== THE DATA

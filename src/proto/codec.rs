use bytes::{BufMut, BytesMut};
use std::{
    io::{self},
    str,
};
use tokio_util::codec::{Decoder, Encoder};

/// Longest response line accepted before the stream is considered garbage.
pub const MAX_LINE_LENGTH: usize = 64 * 1024;

/// Line based SCPI framing.
///
/// Each command is terminated by a LINE FEED. The instrument answers
/// queries with a single line terminated by LINE FEED, some adapters
/// insert a CARRIAGE RETURN before it.
#[derive(Default)]
pub struct ScpiCodec {
    // Bytes already searched for a terminator.
    scanned: usize,
}

impl ScpiCodec {
    fn convert_string(payload: impl AsRef<[u8]>) -> io::Result<String> {
        Ok(str::from_utf8(payload.as_ref())
            .map_err(|err| io::Error::new(io::ErrorKind::InvalidData, err))?
            .to_string())
    }
}

impl Decoder for ScpiCodec {
    type Item = String;
    type Error = io::Error;

    fn decode(&mut self, src: &mut BytesMut) -> Result<Option<Self::Item>, Self::Error> {
        let offset = src[self.scanned..].iter().position(|b| *b == b'\n');
        match offset {
            Some(n) => {
                let line = src.split_to(self.scanned + n + 1);
                self.scanned = 0;
                let mut payload = &line[..line.len() - 1];
                if let [rest @ .., b'\r'] = payload {
                    payload = rest;
                }
                Self::convert_string(payload).map(Some)
            }
            None if src.len() > MAX_LINE_LENGTH => Err(io::Error::new(
                io::ErrorKind::InvalidData,
                format!("Response exceeds {} bytes without terminator", MAX_LINE_LENGTH),
            )),
            None => {
                self.scanned = src.len();
                Ok(None)
            }
        }
    }
}

impl Encoder<String> for ScpiCodec {
    type Error = io::Error;

    fn encode(&mut self, item: String, dst: &mut BytesMut) -> Result<(), Self::Error> {
        if item.contains('\n') {
            return Err(io::Error::new(
                io::ErrorKind::InvalidInput,
                "Command must not contain a line terminator",
            ));
        }
        dst.reserve(item.len() + 1);
        dst.put_slice(item.as_bytes());
        dst.put_u8(b'\n');
        Ok(())
    }
}
//! End-to-end orchestration tests
//!
//! Drives `TestRunner` against a mocked Ollama service and a temporary
//! session store, with persona/question definitions written as fixtures.

use std::fs;
use std::path::PathBuf;
use std::sync::Arc;
use std::time::Duration;

use serde_json::json;
use tempfile::TempDir;
use wiremock::matchers::{method, path};
use wiremock::{Mock, MockServer, ResponseTemplate};

use persona_bench::config::{OllamaConfig, RequestConfig, SamplingConfig, SamplingPreset};
use persona_bench::error::AppError;
use persona_bench::ollama::OllamaClient;
use persona_bench::runner::TestRunner;
use persona_bench::storage::{JsonFileStorage, Storage};

const PERSONA_YAML: &str = r#"
id: alex_chen
name: Alex Chen
personality:
  traits: [frugal]
"#;

const QUESTIONS_YAML: &str = r#"
questions:
  - id: q1
    question: Which laptop would you buy?
    type: purchase
  - id: q2
    question: Would you pay for cloud storage?
    type: preference
    follow_up: What monthly price feels fair?
  - id: q3
    question: Describe your ideal weekend.
  - id: q4
    question: Do you tip at coffee shops?
    type: habit
  - id: q5
    question: Would you lease or buy a car?
    type: purchase
"#;

struct Fixture {
    _dir: TempDir,
    persona_file: PathBuf,
    question_file: PathBuf,
    storage: Arc<JsonFileStorage>,
}

fn write_fixture() -> Fixture {
    let dir = TempDir::new().expect("Failed to create temp dir");

    let persona_file = dir.path().join("persona.yaml");
    fs::write(&persona_file, PERSONA_YAML).unwrap();

    let question_file = dir.path().join("questions.yaml");
    fs::write(&question_file, QUESTIONS_YAML).unwrap();

    let results_dir = dir.path().join("results");
    let storage = Arc::new(JsonFileStorage::new(&results_dir).unwrap());

    Fixture {
        _dir: dir,
        persona_file,
        question_file,
        storage,
    }
}

fn create_test_client(base_url: &str) -> OllamaClient {
    let config = OllamaConfig {
        base_url: base_url.to_string(),
    };
    let request_config = RequestConfig {
        generate_timeout: Duration::from_secs(5),
        pull_timeout: Duration::from_secs(5),
        probe_timeout: Duration::from_secs(5),
    };
    OllamaClient::new(&config, request_config).unwrap()
}

async fn mock_generate_ok(server: &MockServer) {
    Mock::given(method("POST"))
        .and(path("/api/generate"))
        .respond_with(ResponseTemplate::new(200).set_body_json(json!({
            "response": "As Alex, I'd go with the practical option.",
            "eval_count": 41
        })))
        .mount(server)
        .await;
}

#[tokio::test]
async fn test_run_test_full_session() {
    let mock_server = MockServer::start().await;
    mock_generate_ok(&mock_server).await;

    let fixture = write_fixture();
    let runner = TestRunner::new(
        create_test_client(&mock_server.uri()),
        fixture.storage.clone(),
    );
    let sampling = SamplingConfig::preset(SamplingPreset::Precise);

    let session = runner
        .run_test(
            &fixture.persona_file,
            &fixture.question_file,
            "llama3:8b",
            sampling.clone(),
            None,
        )
        .await
        .expect("run should succeed");

    assert!(session.completed);
    assert_eq!(session.results.len(), 5);
    assert!(session.session_id.starts_with("alex_chen_llama3_8b_"));

    // Results keep source order and derive stable identities
    let first = &session.results[0];
    assert_eq!(first.test_id, format!("{}_q1", session.session_id));
    assert_eq!(first.question_type, "purchase");
    assert_eq!(first.persona_name, "Alex Chen");
    assert_eq!(first.llm_response, "As Alex, I'd go with the practical option.");
    assert_eq!(first.tokens_generated, Some(41));
    assert!(first.generation_time.unwrap() > 0.0);
    assert!(!first.reviewed);

    // Sampling snapshot travels with every result
    assert_eq!(first.sampling, sampling);

    // Follow-up is folded into the question text
    assert!(session.results[1]
        .question_text
        .contains("What monthly price feels fair?"));

    // A question without a declared type lands in the unknown bucket
    assert_eq!(session.results[2].question_type, "unknown");

    // The persisted record round-trips to the same session
    let stored = fixture
        .storage
        .load(&session.session_id)
        .await
        .unwrap()
        .expect("session persisted");
    assert_eq!(stored, session);
}

#[tokio::test]
async fn test_run_test_question_filter() {
    let mock_server = MockServer::start().await;
    mock_generate_ok(&mock_server).await;

    let fixture = write_fixture();
    let runner = TestRunner::new(
        create_test_client(&mock_server.uri()),
        fixture.storage.clone(),
    );

    let session = runner
        .run_test(
            &fixture.persona_file,
            &fixture.question_file,
            "llama3:8b",
            SamplingConfig::default(),
            Some(&["q3".to_string(), "q99".to_string()]),
        )
        .await
        .unwrap();

    // One of five matched; the unknown id dropped silently
    assert_eq!(session.results.len(), 1);
    assert_eq!(session.results[0].question_id, "q3");
}

#[tokio::test]
async fn test_run_test_missing_persona_fails_before_generation() {
    let mock_server = MockServer::start().await;
    // Any generate call would violate the load-before-generate contract
    Mock::given(method("POST"))
        .and(path("/api/generate"))
        .respond_with(ResponseTemplate::new(200).set_body_json(json!({ "response": "x" })))
        .expect(0)
        .mount(&mock_server)
        .await;

    let fixture = write_fixture();
    let runner = TestRunner::new(
        create_test_client(&mock_server.uri()),
        fixture.storage.clone(),
    );

    let result = runner
        .run_test(
            fixture._dir.path().join("missing.yaml"),
            &fixture.question_file,
            "llama3:8b",
            SamplingConfig::default(),
            None,
        )
        .await;

    assert!(matches!(result, Err(AppError::Loader(_))));
    assert!(fixture.storage.list_ids().await.unwrap().is_empty());
}

#[tokio::test]
async fn test_mid_run_failure_keeps_generated_results() {
    let mock_server = MockServer::start().await;

    // First call succeeds, everything after fails
    Mock::given(method("POST"))
        .and(path("/api/generate"))
        .respond_with(ResponseTemplate::new(200).set_body_json(json!({
            "response": "First answer.",
            "eval_count": 12
        })))
        .up_to_n_times(1)
        .mount(&mock_server)
        .await;
    Mock::given(method("POST"))
        .and(path("/api/generate"))
        .respond_with(ResponseTemplate::new(500).set_body_string("model crashed"))
        .mount(&mock_server)
        .await;

    let fixture = write_fixture();
    let runner = TestRunner::new(
        create_test_client(&mock_server.uri()),
        fixture.storage.clone(),
    );

    let result = runner
        .run_test(
            &fixture.persona_file,
            &fixture.question_file,
            "llama3:8b",
            SamplingConfig::default(),
            None,
        )
        .await;

    assert!(matches!(result, Err(AppError::Ollama(_))));

    // The one generated answer survived the abort
    let ids = fixture.storage.list_ids().await.unwrap();
    assert_eq!(ids.len(), 1);
    let session = fixture.storage.load(&ids[0]).await.unwrap().unwrap();
    assert!(!session.completed);
    assert_eq!(session.results.len(), 1);
    assert_eq!(session.results[0].llm_response, "First answer.");
}

#[tokio::test]
async fn test_two_runs_same_second_get_distinct_sessions() {
    let mock_server = MockServer::start().await;
    mock_generate_ok(&mock_server).await;

    let fixture = write_fixture();
    let runner = TestRunner::new(
        create_test_client(&mock_server.uri()),
        fixture.storage.clone(),
    );

    let filter = ["q1".to_string()];
    let first = runner
        .run_test(
            &fixture.persona_file,
            &fixture.question_file,
            "llama3:8b",
            SamplingConfig::default(),
            Some(&filter),
        )
        .await
        .unwrap();
    let second = runner
        .run_test(
            &fixture.persona_file,
            &fixture.question_file,
            "llama3:8b",
            SamplingConfig::default(),
            Some(&filter),
        )
        .await
        .unwrap();

    assert_ne!(first.session_id, second.session_id);
    assert_eq!(fixture.storage.list_ids().await.unwrap().len(), 2);
}
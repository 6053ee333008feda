use std::path::Path;

use tracing::info;

use super::Analytics;
use crate::error::{AppResult, StorageError};
use crate::storage::TestSession;

/// Question text longer than this is cut to a prefix plus an ellipsis in CSV
const QUESTION_PREFIX_CHARS: usize = 100;

const CSV_HEADER: &str = "question_id,question_type,question_text,llm_response,actual_response,\
similarity_score,notes,reviewed,generation_time,tokens_generated";

impl Analytics {
    /// Export one row per result (reviewed or not) as CSV.
    ///
    /// Returns `false` when the session does not exist.
    pub async fn export_csv(&self, session_id: &str, path: impl AsRef<Path>) -> AppResult<bool> {
        let Some(session) = self.storage.load(session_id).await? else {
            return Ok(false);
        };

        let path = path.as_ref();
        let csv = session_to_csv(&session);
        tokio::fs::write(path, csv)
            .await
            .map_err(|e| StorageError::Io {
                path: path.to_path_buf(),
                message: e.to_string(),
            })?;

        info!(session_id = %session_id, path = %path.display(), "CSV export written");
        Ok(true)
    }

    /// Export the full report (or its no-reviews marker) as pretty JSON.
    ///
    /// Returns `false` when the session does not exist.
    pub async fn export_report_json(
        &self,
        session_id: &str,
        path: impl AsRef<Path>,
    ) -> AppResult<bool> {
        let Some(outcome) = self.generate_report(session_id).await? else {
            return Ok(false);
        };

        let path = path.as_ref();
        let json =
            serde_json::to_string_pretty(&outcome).map_err(|e| StorageError::Serialize {
                session_id: session_id.to_string(),
                message: e.to_string(),
            })?;
        tokio::fs::write(path, json)
            .await
            .map_err(|e| StorageError::Io {
                path: path.to_path_buf(),
                message: e.to_string(),
            })?;

        info!(session_id = %session_id, path = %path.display(), "JSON report written");
        Ok(true)
    }
}

/// Render a session as CSV, one row per result in stored order.
///
/// Missing optional fields render as empty cells; question text is truncated
/// to its first 100 characters plus `...`.
pub fn session_to_csv(session: &TestSession) -> String {
    let mut out = String::from(CSV_HEADER);
    out.push('\n');

    for result in &session.results {
        let score = result
            .similarity_score
            .map(|s| s.to_string())
            .unwrap_or_default();
        let generation_time = result
            .generation_time
            .map(|t| t.to_string())
            .unwrap_or_default();
        let tokens = result
            .tokens_generated
            .map(|t| t.to_string())
            .unwrap_or_default();

        let row = [
            csv_escape(&result.question_id),
            csv_escape(&result.question_type),
            csv_escape(&truncate_question(&result.question_text)),
            csv_escape(&result.llm_response),
            csv_escape(result.actual_response.as_deref().unwrap_or("")),
            score,
            csv_escape(result.notes.as_deref().unwrap_or("")),
            result.reviewed.to_string(),
            generation_time,
            tokens,
        ];
        out.push_str(&row.join(","));
        out.push('\n');
    }

    out
}

fn truncate_question(text: &str) -> String {
    if text.chars().count() > QUESTION_PREFIX_CHARS {
        let prefix: String = text.chars().take(QUESTION_PREFIX_CHARS).collect();
        format!("{}...", prefix)
    } else {
        text.to_string()
    }
}

fn csv_escape(value: &str) -> String {
    if value.contains(',') || value.contains('"') || value.contains('\n') {
        format!("\"{}\"", value.replace('"', "\"\""))
    } else {
        value.to_string()
    }
}
async fn cmd_review(storage: Arc<dyn Storage>, session_id: Option<String>) -> i32 {
    let workflow = ReviewWorkflow::new(storage);
    let mut source = TerminalReviewSource::new();

    if session_id.is_none() {
        println!(
            "{}",
            "No session given; picking the first with unreviewed results.".dimmed()
        );
    }

    match workflow
        .review_session(session_id.as_deref(), &mut source)
        .await
    {
        Ok(ReviewSummary::NoSessions) => {
            println!("{}", "No unreviewed sessions found.".yellow());
            0
        }
        Ok(ReviewSummary::NotFound { session_id }) => {
            eprintln!("{}", format!("Session not found: {}", session_id).red());
            1
        }
        Ok(ReviewSummary::Completed {
            session_id,
            newly_reviewed,
            remaining,
            ..
        }) => {
            println!();
            if remaining == 0 {
                println!(
                    "{}",
                    format!("Review complete for {} ({} saved).", session_id, newly_reviewed)
                        .green()
                );
            } else {
                println!(
                    "{}",
                    format!(
                        "Stopped early: {} saved, {} still pending in {}.",
                        newly_reviewed, remaining, session_id
                    )
                    .yellow()
                );
            }
            0
        }
        Err(e) => {
            eprintln!("{}", format!("Error during review: {}", e).red());
            1
        }
    }
}

async fn cmd_results(storage: Arc<dyn Storage>, session_id: &str) -> i32 {
    let session = match storage.load(session_id).await {
        Ok(Some(session)) => session,
        Ok(None) => {
            eprintln!("{}", format!("Session not found: {}", session_id).red());
            return 1;
        }
        Err(e) => {
            eprintln!("{}", format!("Error loading session: {}", e).red());
            return 1;
        }
    };

    println!("Session:   {}", session.session_id.cyan());
    println!("Persona:   {}", session.persona_file);
    println!("Model:     {}", session.model);
    println!("Questions: {}", session.results.len());
    println!();

    for (index, result) in session.results.iter().enumerate() {
        let score = result
            .similarity_score
            .map(|s| s.to_string())
            .unwrap_or_else(|| "-".to_string());
        let status = if result.reviewed {
            "done".green().to_string()
        } else {
            "pending".yellow().to_string()
        };
        println!(
            "{:>3}  {:<24} {:<12} {:>5}  {}",
            index + 1,
            result.question_id,
            result.question_type,
            score,
            status
        );
    }

    let reviewed: Vec<f64> = session
        .results
        .iter()
        .filter(|r| r.has_reviewed_score())
        .filter_map(|r| r.similarity_score.map(f64::from))
        .collect();
    if !reviewed.is_empty() {
        let mean = reviewed.iter().sum::<f64>() / reviewed.len() as f64;
        println!();
        println!("Average similarity score: {:.2}/5.0", mean);
    }
    0
}
use std::time::Instant;

use chrono::Utc;
use reqwest::Client;
use tracing::{debug, info, warn};

use super::types::{GenerateRequest, GenerateResponse, LlmReply, TagsResponse};
use crate::config::{OllamaConfig, RequestConfig, SamplingConfig};
use crate::error::{OllamaError, OllamaResult};

/// Client for the Ollama HTTP API.
///
/// Holds one `reqwest::Client` per timeout class: generation calls get a
/// generous timeout, model pulls a much longer one, and liveness probes a
/// short one. No retries anywhere; transient failures surface to the caller.
#[derive(Clone)]
pub struct OllamaClient {
    generate_client: Client,
    pull_client: Client,
    probe_client: Client,
    base_url: String,
    request_config: RequestConfig,
}

impl OllamaClient {
    /// Create a new Ollama client
    pub fn new(config: &OllamaConfig, request_config: RequestConfig) -> OllamaResult<Self> {
        let generate_client = Client::builder()
            .timeout(request_config.generate_timeout)
            .build()
            .map_err(OllamaError::Http)?;
        let pull_client = Client::builder()
            .timeout(request_config.pull_timeout)
            .build()
            .map_err(OllamaError::Http)?;
        let probe_client = Client::builder()
            .timeout(request_config.probe_timeout)
            .build()
            .map_err(OllamaError::Http)?;

        Ok(Self {
            generate_client,
            pull_client,
            probe_client,
            base_url: config.base_url.trim_end_matches('/').to_string(),
            request_config,
        })
    }

    /// Best-effort liveness probe; any failure reads as "not running"
    pub async fn check_connection(&self) -> bool {
        let url = format!("{}/api/tags", self.base_url);
        match self.probe_client.get(&url).send().await {
            Ok(response) => response.status().is_success(),
            Err(e) => {
                debug!(error = %e, "Ollama liveness probe failed");
                false
            }
        }
    }

    /// List model names installed on the service
    pub async fn list_models(&self) -> OllamaResult<Vec<String>> {
        let url = format!("{}/api/tags", self.base_url);

        let response = self
            .probe_client
            .get(&url)
            .send()
            .await
            .map_err(|e| OllamaError::Unreachable {
                message: e.to_string(),
            })?;

        let status = response.status();
        if !status.is_success() {
            let error_body = response.text().await.unwrap_or_default();
            return Err(OllamaError::Api {
                status: status.as_u16(),
                message: error_body,
            });
        }

        let tags: TagsResponse = response
            .json()
            .await
            .map_err(|e| OllamaError::InvalidResponse {
                message: format!("Failed to parse tags response: {}", e),
            })?;

        Ok(tags.models.into_iter().map(|m| m.name).collect())
    }

    /// Generate one completion, measuring wall-clock latency around the call.
    ///
    /// The caller is responsible for ensuring `model` is installed; an
    /// unknown model comes back as an API error from the service.
    pub async fn generate(
        &self,
        model: &str,
        prompt: &str,
        config: &SamplingConfig,
        system_prompt: Option<&str>,
    ) -> OllamaResult<LlmReply> {
        let url = format!("{}/api/generate", self.base_url);

        let mut request = GenerateRequest::new(model, prompt, config);
        if let Some(system) = system_prompt {
            request = request.with_system(system);
        }

        debug!(model = %model, prompt_chars = prompt.len(), "Calling Ollama generate");

        let start = Instant::now();
        let response = self
            .generate_client
            .post(&url)
            .json(&request)
            .send()
            .await
            .map_err(|e| {
                if e.is_timeout() {
                    OllamaError::Timeout {
                        timeout_secs: self.request_config.generate_timeout.as_secs(),
                    }
                } else if e.is_connect() {
                    OllamaError::Unreachable {
                        message: e.to_string(),
                    }
                } else {
                    OllamaError::Http(e)
                }
            })?;
        let generation_time = start.elapsed();

        let status = response.status();
        if !status.is_success() {
            let error_body = response.text().await.unwrap_or_default();
            return Err(OllamaError::Api {
                status: status.as_u16(),
                message: error_body,
            });
        }

        let body: GenerateResponse =
            response
                .json()
                .await
                .map_err(|e| OllamaError::InvalidResponse {
                    message: format!("Failed to parse generate response: {}", e),
                })?;

        info!(
            model = %model,
            latency_ms = generation_time.as_millis(),
            tokens = ?body.eval_count,
            "Generation succeeded"
        );

        Ok(LlmReply {
            text: body.response,
            tokens_generated: body.eval_count,
            generation_time,
            timestamp: Utc::now(),
        })
    }

    /// Pull a model from the Ollama library; best-effort boolean success.
    ///
    /// Downloads are large, so this uses the long pull timeout.
    pub async fn pull_model(&self, model: &str) -> bool {
        let url = format!("{}/api/pull", self.base_url);

        info!(model = %model, "Pulling model from Ollama library");

        match self
            .pull_client
            .post(&url)
            .json(&serde_json::json!({ "name": model, "stream": false }))
            .send()
            .await
        {
            Ok(response) => response.status().is_success(),
            Err(e) => {
                warn!(model = %model, error = %e, "Model pull failed");
                false
            }
        }
    }

    /// Get the base URL (for testing)
    pub fn base_url(&self) -> &str {
        &self.base_url
    }
}
//! Session store: the data model for test sessions and their durable,
//! file-per-session persistence.
//!
//! The store owns the canonical on-disk representation. In-memory sessions
//! are transient copies; every mutation goes back through [`Storage`] to
//! become durable. Review data has exactly one mutation path,
//! [`Storage::update_result`], which is idempotent by construction.

mod json;

pub use json::JsonFileStorage;

use async_trait::async_trait;
use chrono::{DateTime, Utc};
use serde::{Deserialize, Serialize};

use crate::config::SamplingConfig;
use crate::error::StorageResult;

/// One question/answer unit within a session.
///
/// Everything except the review fields is fixed at creation time. The
/// sampling snapshot is the exact value used for the call, so later preset
/// changes never rewrite history.
#[derive(Debug, Clone, PartialEq, Serialize, Deserialize)]
pub struct TestResult {
    /// Stable identity: `{session_id}_{question_id}`.
    pub test_id: String,
    pub persona_id: String,
    pub persona_name: String,
    pub question_id: String,
    pub question_text: String,
    /// Literal grouping key; "unknown" when the source omitted a type.
    pub question_type: String,
    pub llm_response: String,
    pub model: String,
    pub sampling: SamplingConfig,
    pub timestamp: DateTime<Utc>,
    /// Wall-clock generation latency in seconds
    pub generation_time: Option<f64>,
    pub tokens_generated: Option<u32>,
    /// Ground truth from the real person, filled in at review time
    pub actual_response: Option<String>,
    /// Human similarity judgment, 1..=5
    pub similarity_score: Option<u8>,
    pub notes: Option<String>,
    pub reviewed: bool,
}

impl TestResult {
    /// Whether this result counts toward accuracy metrics.
    ///
    /// A stale score on an unreviewed result does not count.
    pub fn has_reviewed_score(&self) -> bool {
        self.reviewed && self.similarity_score.is_some()
    }
}

/// A complete test run: one persona, one question set, one model/config.
///
/// The result list is fixed once the run completes; review fields inside
/// each result stay mutable indefinitely.
#[derive(Debug, Clone, PartialEq, Serialize, Deserialize)]
pub struct TestSession {
    /// Globally unique, filesystem-safe id, lexically sortable by creation
    /// time within one persona/model pair.
    pub session_id: String,
    pub persona_file: String,
    pub question_file: String,
    pub model: String,
    pub sampling: SamplingConfig,
    pub timestamp: DateTime<Utc>,
    /// Set once every question in the run has been attempted; independent of
    /// review state.
    pub completed: bool,
    pub results: Vec<TestResult>,
}

impl TestSession {
    /// Number of results still awaiting review
    pub fn unreviewed_count(&self) -> usize {
        self.results.iter().filter(|r| !r.reviewed).count()
    }

    /// Number of reviewed results
    pub fn reviewed_count(&self) -> usize {
        self.results.iter().filter(|r| r.reviewed).count()
    }

    /// Whether any result is still awaiting review
    pub fn has_unreviewed(&self) -> bool {
        self.results.iter().any(|r| !r.reviewed)
    }
}

/// Partial update to one result's review fields.
///
/// Only `Some` fields are applied; omitted fields are left untouched.
/// `reviewed` defaults to `true` on apply unless explicitly overridden.
#[derive(Debug, Clone, Default)]
pub struct ResultUpdate {
    pub actual_response: Option<String>,
    pub similarity_score: Option<u8>,
    pub notes: Option<String>,
    pub reviewed: Option<bool>,
}

impl ResultUpdate {
    /// Start an empty update
    pub fn new() -> Self {
        Self::default()
    }

    /// Set the ground-truth response
    pub fn with_actual_response(mut self, actual_response: impl Into<String>) -> Self {
        self.actual_response = Some(actual_response.into());
        self
    }

    /// Set the similarity score
    pub fn with_similarity_score(mut self, score: u8) -> Self {
        self.similarity_score = Some(score);
        self
    }

    /// Set the reviewer notes
    pub fn with_notes(mut self, notes: impl Into<String>) -> Self {
        self.notes = Some(notes.into());
        self
    }

    /// Explicitly override the reviewed flag
    pub fn with_reviewed(mut self, reviewed: bool) -> Self {
        self.reviewed = Some(reviewed);
        self
    }

    fn apply(&self, result: &mut TestResult) {
        if let Some(actual_response) = &self.actual_response {
            result.actual_response = Some(actual_response.clone());
        }
        if let Some(score) = self.similarity_score {
            result.similarity_score = Some(score);
        }
        if let Some(notes) = &self.notes {
            result.notes = Some(notes.clone());
        }
        result.reviewed = self.reviewed.unwrap_or(true);
    }
}

/// Durable session persistence, keyed by session id.
///
/// Whole-record read-modify-write with no locking: concurrent writers to the
/// same session id race and the last writer wins. Callers must keep a single
/// writer per session.
#[async_trait]
pub trait Storage: Send + Sync {
    /// Serialize the full session to durable storage, overwriting any
    /// existing record for its id.
    async fn save(&self, session: &TestSession) -> StorageResult<()>;

    /// Reconstruct a session from storage; `None` when no record exists.
    async fn load(&self, session_id: &str) -> StorageResult<Option<TestSession>>;

    /// Enumerate all persisted session ids in stable (lexical) order.
    async fn list_ids(&self) -> StorageResult<Vec<String>>;

    /// Session ids that still have at least one unreviewed result, in
    /// enumeration order.
    async fn unreviewed_ids(&self) -> StorageResult<Vec<String>> {
        let mut unreviewed = Vec::new();
        for session_id in self.list_ids().await? {
            if let Some(session) = self.load(&session_id).await? {
                if session.has_unreviewed() {
                    unreviewed.push(session_id);
                }
            }
        }
        Ok(unreviewed)
    }

    /// Apply a partial review update to one result and re-save the session.
    ///
    /// Returns `false` (with storage untouched) when the session or result
    /// does not exist. Idempotent: re-applying the same update yields the
    /// same stored state.
    async fn update_result(
        &self,
        session_id: &str,
        test_id: &str,
        update: ResultUpdate,
    ) -> StorageResult<bool> {
        let Some(mut session) = self.load(session_id).await? else {
            return Ok(false);
        };

        let Some(result) = session.results.iter_mut().find(|r| r.test_id == test_id) else {
            return Ok(false);
        };

        update.apply(result);
        self.save(&session).await?;
        Ok(true)
    }
}

#[cfg(test)]
mod tests {
    use super::*;
    use crate::config::{SamplingConfig, SamplingPreset};

    fn sample_result(test_id: &str) -> TestResult {
        TestResult {
            test_id: test_id.to_string(),
            persona_id: "p1".to_string(),
            persona_name: "Pat".to_string(),
            question_id: "q1".to_string(),
            question_text: "Would you?".to_string(),
            question_type: "preference".to_string(),
            llm_response: "Probably.".to_string(),
            model: "llama3:8b".to_string(),
            sampling: SamplingConfig::preset(SamplingPreset::Balanced),
            timestamp: Utc::now(),
            generation_time: Some(2.5),
            tokens_generated: Some(42),
            actual_response: None,
            similarity_score: None,
            notes: None,
            reviewed: false,
        }
    }

    #[test]
    fn test_stale_score_needs_reviewed_flag() {
        let mut result = sample_result("t1");
        result.similarity_score = Some(4);
        assert!(!result.has_reviewed_score());

        result.reviewed = true;
        assert!(result.has_reviewed_score());
    }

    #[test]
    fn test_update_applies_only_provided_fields() {
        let mut result = sample_result("t1");
        result.notes = Some("earlier note".to_string());

        ResultUpdate::new()
            .with_actual_response("I would not.")
            .with_similarity_score(2)
            .apply(&mut result);

        assert_eq!(result.actual_response.as_deref(), Some("I would not."));
        assert_eq!(result.similarity_score, Some(2));
        // Omitted field left untouched
        assert_eq!(result.notes.as_deref(), Some("earlier note"));
        // Reviewed forced on by default
        assert!(result.reviewed);
    }

    #[test]
    fn test_update_reviewed_override() {
        let mut result = sample_result("t1");
        ResultUpdate::new().with_reviewed(false).apply(&mut result);
        assert!(!result.reviewed);
    }

    #[test]
    fn test_session_counts() {
        let mut session = TestSession {
            session_id: "s1".to_string(),
            persona_file: "p.yaml".to_string(),
            question_file: "q.yaml".to_string(),
            model: "llama3:8b".to_string(),
            sampling: SamplingConfig::default(),
            timestamp: Utc::now(),
            completed: true,
            results: vec![sample_result("t1"), sample_result("t2")],
        };

        assert_eq!(session.unreviewed_count(), 2);
        assert!(session.has_unreviewed());

        session.results[0].reviewed = true;
        assert_eq!(session.unreviewed_count(), 1);
        assert_eq!(session.reviewed_count(), 1);
    }
}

====

Lines holding the word "offset" in the entries above are the ones to pull out. Copy them all.

        let offset = src[self.scanned..].iter().position(|b| *b == b'\n');
        match offset {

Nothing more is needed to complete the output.